• [Problem to solve]
Across the data below, how many lines have the word "PlayerCount" in them? Give the number and nothing else.

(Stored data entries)
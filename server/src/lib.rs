//! # Sketch Server Library
//!
//! The central authority of the drawing-and-guessing game. One player
//! sketches, the others guess; the server relays strokes, checks guesses
//! against the secret word, and tells everyone the outcome.
//!
//! ## Module Organization
//!
//! ### Room Module (`room`)
//! The only shared mutable state: registered players, the secret word,
//! the capacity of the current room generation, and the flag marking the
//! next connection as the one that negotiates capacity.
//!
//! ### Broadcast Module (`broadcast`)
//! Sends an encoded frame to all players, all but one, or a single player.
//! Sends run while the room lock is held, which keeps every player's view
//! of broadcasts in the same order.
//!
//! ### Session Module (`session`)
//! The per-connection state machine: capacity negotiation for the first
//! connection, registration, frame handling, and cleanup.
//!
//! ### Network Module (`network`)
//! The TCP accept loop. Each connection gets its own task; the task set
//! is kept only so shutdown can stop them.
//!
//! ## Usage Example
//!
//! ```rust,no_run
//! use server::config::ServerConfig;
//! use server::network::Server;
//!
//! #[tokio::main]
//! async fn main() -> Result<(), Box<dyn std::error::Error>> {
//!     let config = ServerConfig {
//!         secret_word: "apple".to_string(),
//!         ..ServerConfig::default()
//!     };
//!
//!     // Runs until Ctrl-C
//!     Server::bind(&config).await?.run().await?;
//!     Ok(())
//! }
//! ```

pub mod broadcast;
pub mod config;
pub mod network;
pub mod room;
pub mod session;
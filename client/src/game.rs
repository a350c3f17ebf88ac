//! What this player currently knows about the room

use log::{debug, info, warn};
use shared::{player_name, Frame, Outcome, PlayerCount, Stroke};

/// Last outcome announced by the server
#[derive(Debug, Clone, PartialEq, Eq)]
pub enum RoundOutcome {
    Correct(Outcome),
    Wrong(Outcome),
}

/// Something the receive loop has to react to beyond updating the view
#[derive(Debug, Clone, PartialEq, Eq)]
pub enum ViewEvent {
    None,
    Correct(Outcome),
    Wrong(Outcome),
    /// The server sent DISCONNECT, e.g. because the room is full.
    Refused,
}

/// Local display state, updated from every frame the server sends
#[derive(Debug, Clone, Default, PartialEq, Eq)]
pub struct ClientView {
    pub player_number: Option<i32>,
    pub player_count: Option<PlayerCount>,
    /// Strokes received since the last CLEAR
    pub canvas: Vec<Stroke>,
    pub last_outcome: Option<RoundOutcome>,
}

impl ClientView {
    pub fn new() -> Self {
        Self::default()
    }

    /// Name the server uses for this player, once it has told us our number.
    pub fn local_name(&self) -> Option<String> {
        self.player_number
            .and_then(|n| u32::try_from(n).ok())
            .map(player_name)
    }

    pub fn is_local(&self, name: &str) -> bool {
        self.local_name().as_deref() == Some(name)
    }

    pub fn apply(&mut self, frame: Frame) -> ViewEvent {
        match frame {
            Frame::Draw(stroke) => {
                info!(
                    "[DRAW] ({}, {}) color:{} thick:{}",
                    stroke.x, stroke.y, stroke.color, stroke.thickness
                );
                self.canvas.push(stroke);
            }

            Frame::Clear => {
                info!("[CLEAR] {} strokes wiped", self.canvas.len());
                self.canvas.clear();
            }

            Frame::PlayerNumber { number } => {
                info!("You are {}", player_name(number.max(0) as u32));
                self.player_number = Some(number);
            }

            Frame::PlayerCount(count) => {
                info!("Players: {}/{}", count.current, count.max_players);
                self.player_count = Some(count);
            }

            Frame::Correct(outcome) => {
                info!("[CORRECT] {} guessed '{}'", outcome.name, outcome.word);
                self.last_outcome = Some(RoundOutcome::Correct(outcome.clone()));
                return ViewEvent::Correct(outcome);
            }

            Frame::Wrong(outcome) => {
                info!("[WRONG] {} guessed '{}'", outcome.name, outcome.word);
                self.last_outcome = Some(RoundOutcome::Wrong(outcome.clone()));
                return ViewEvent::Wrong(outcome);
            }

            Frame::Disconnect => {
                warn!("Server closed our session");
                return ViewEvent::Refused;
            }

            Frame::Pong => debug!("Pong"),

            Frame::Unknown { tag } => debug!("Skipping unknown frame type {}", tag),

            other => debug!("Ignoring unexpected {} from server", other.kind()),
        }

        ViewEvent::None
    }
}
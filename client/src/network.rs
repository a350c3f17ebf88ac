use crate::game::{ClientView, ViewEvent};
use crate::signal::SignalHooks;
use crate::stroke::StrokeGenerator;
use log::{debug, info, warn};
use shared::{read_frame, write_frame, Frame, ProtocolError, DEFAULT_CAPACITY};
use std::io;
use std::sync::atomic::{AtomicBool, Ordering};
use std::sync::Arc;
use std::time::Duration;
use thiserror::Error;
use tokio::io::{AsyncRead, AsyncWrite, AsyncWriteExt};
use tokio::net::tcp::{OwnedReadHalf, OwnedWriteHalf};
use tokio::net::TcpStream;
use tokio::task::JoinError;
use tokio::time::{interval, sleep};

const STOP_POLL: Duration = Duration::from_millis(200);

#[derive(Debug, Error)]
pub enum ClientError {
    #[error(transparent)]
    Protocol(#[from] ProtocolError),
    #[error("could not connect: {0}")]
    Connect(#[from] io::Error),
    #[error("receive task failed: {0}")]
    Receiver(#[from] JoinError),
}

/// What this client does once connected
#[derive(Debug, Clone, PartialEq, Eq)]
pub enum Mode {
    /// Stream strokes until somebody guesses the word.
    Draw,
    /// Send one guess and wait for the verdict.
    Answer(String),
}

#[derive(Debug, Clone)]
pub struct ClientOptions {
    /// Sent as SET_CAPACITY right after connecting. Only the first player
    /// of a room's generation is listened to; the server skips it otherwise.
    pub capacity: i32,
    pub draw_interval: Duration,
    pub answer_delay: Duration,
}

impl Default for ClientOptions {
    fn default() -> Self {
        Self {
            capacity: DEFAULT_CAPACITY as i32,
            draw_interval: Duration::from_secs(1),
            answer_delay: Duration::from_secs(2),
        }
    }
}

pub struct Client {
    reader: OwnedReadHalf,
    writer: OwnedWriteHalf,
    options: ClientOptions,
    stop: Arc<AtomicBool>,
}

impl Client {
    pub async fn connect(server_addr: &str, options: ClientOptions) -> Result<Self, ClientError> {
        info!("Connecting to {}...", server_addr);
        let stream = TcpStream::connect(server_addr).await?;
        stream.set_nodelay(true)?;
        let (reader, mut writer) = stream.into_split();

        write_frame(
            &mut writer,
            &Frame::SetCapacity {
                max_players: options.capacity,
            },
        )
        .await?;

        Ok(Client {
            reader,
            writer,
            options,
            stop: Arc::new(AtomicBool::new(false)),
        })
    }

    /// Runs the receive loop in its own task and the chosen send side on
    /// this one, then says goodbye and returns what was received.
    pub async fn run<H>(self, mode: Mode, hooks: H) -> Result<ClientView, ClientError>
    where
        H: SignalHooks + 'static,
    {
        let Client {
            reader,
            mut writer,
            options,
            stop,
        } = self;

        let answering = matches!(mode, Mode::Answer(_));
        let receiver = tokio::spawn(receive_loop(reader, hooks, Arc::clone(&stop), answering));

        let sent = match mode {
            Mode::Draw => draw_loop(&mut writer, &stop, options.draw_interval)
                .await
                .map(|strokes| info!("[draw] stopped after {} strokes", strokes)),
            Mode::Answer(guess) => answer_once(&mut writer, &guess, &stop, options.answer_delay).await,
        };

        if let Err(e) = write_frame(&mut writer, &Frame::Disconnect).await {
            debug!("Could not send DISCONNECT: {}", e);
        }
        if let Err(e) = writer.shutdown().await {
            debug!("Could not close the connection: {}", e);
        }

        let view = receiver.await?;
        sent?;
        Ok(view)
    }
}

/// Decodes server frames until the connection ends, firing the signal
/// hooks on outcomes.
///
/// The stop flag is raised on CORRECT, when the server refuses or closes
/// the session, and, if `stop_on_own_wrong` is set, on a WRONG naming this
/// player.
pub async fn receive_loop<R, H>(
    mut reader: R,
    hooks: H,
    stop: Arc<AtomicBool>,
    stop_on_own_wrong: bool,
) -> ClientView
where
    R: AsyncRead + Unpin,
    H: SignalHooks,
{
    let mut view = ClientView::new();

    loop {
        let frame = match read_frame(&mut reader).await {
            Ok(frame) => frame,
            Err(e) if e.is_disconnect() => {
                info!("Server closed the connection: {}", e);
                break;
            }
            Err(e) => {
                warn!("Connection lost: {}", e);
                break;
            }
        };

        match view.apply(frame) {
            ViewEvent::None => {}
            ViewEvent::Correct(_) => {
                hooks.on_correct_signal();
                stop.store(true, Ordering::SeqCst);
            }
            ViewEvent::Wrong(outcome) => {
                hooks.on_wrong_signal();
                if stop_on_own_wrong && view.is_local(&outcome.name) {
                    stop.store(true, Ordering::SeqCst);
                }
            }
            ViewEvent::Refused => break,
        }
    }

    stop.store(true, Ordering::SeqCst);
    view
}

/// Sends one simulated stroke per `period` until `stop` is set. Returns the
/// number of strokes sent.
pub async fn draw_loop<W>(writer: &mut W, stop: &AtomicBool, period: Duration) -> Result<u32, ProtocolError>
where
    W: AsyncWrite + Unpin,
{
    let mut ticker = interval(period);
    let mut sent = 0;

    for stroke in StrokeGenerator::new() {
        ticker.tick().await;
        if stop.load(Ordering::SeqCst) {
            break;
        }

        write_frame(writer, &Frame::Draw(stroke)).await?;
        debug!("[draw] sent ({}, {})", stroke.x, stroke.y);
        sent += 1;
    }

    Ok(sent)
}

/// Waits `delay`, sends a single guess, then waits for the stop flag.
pub async fn answer_once<W>(
    writer: &mut W,
    guess: &str,
    stop: &AtomicBool,
    delay: Duration,
) -> Result<(), ProtocolError>
where
    W: AsyncWrite + Unpin,
{
    sleep(delay).await;

    // the server names players itself
    let frame = Frame::Answer {
        name: String::new(),
        guess: guess.to_string(),
    };
    write_frame(writer, &frame).await?;
    info!("[answer] sent '{}'", guess);

    let mut poll = interval(STOP_POLL);
    while !stop.load(Ordering::SeqCst) {
        poll.tick().await;
    }
    Ok(())
}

• [Your solution]
3